--- EXERCISE OBJECTIVE ---
The answer must consist of the entries, copied exactly and in full.
(Beginning of RAW DATA)
//! services/api/src/bin/openapi.rs
//!
//! Writes the OpenAPI document for the REST API to `openapi.json`, or to the
//! path given as the first argument.

use api_lib::web::ApiDoc;
use utoipa::OpenApi;

fn generate_spec(
    api_doc: utoipa::openapi::OpenApi,
    path: &str,
) -> Result<(), Box<dyn std::error::Error>> {
    let spec_json = api_doc.to_pretty_json()?;
    std::fs::write(path, spec_json)?;
    println!("OpenAPI document written to {}", path);
    Ok(())
}

fn main() -> Result<(), Box<dyn std::error::Error>> {
    let path = std::env::args().nth(1).unwrap_or_else(|| "openapi.json".to_string());
    generate_spec(ApiDoc::openapi(), &path)
}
(End of RAW DATA)
--- SOLUTION TO THIS EXERCISE ---
//! services/api/src/bin/openapi.rs
//!
//! Writes the OpenAPI document for the REST API to `openapi.json`, or to the
//! path given as the first argument.

use api_lib::web::ApiDoc;
use utoipa::OpenApi;

fn generate_spec(
    api_doc: utoipa::openapi::OpenApi,
    path: &str,
) -> Result<(), Box<dyn std::error::Error>> {
    let spec_json = api_doc.to_pretty_json()?;
    std::fs::write(path, spec_json)?;
    println!("OpenAPI document written to {}", path);
    Ok(())
}

fn main() -> Result<(), Box<dyn std::error::Error>> {
    let path = std::env::args().nth(1).unwrap_or_else(|| "openapi.json".to_string());
    generate_spec(ApiDoc::openapi(), &path)
}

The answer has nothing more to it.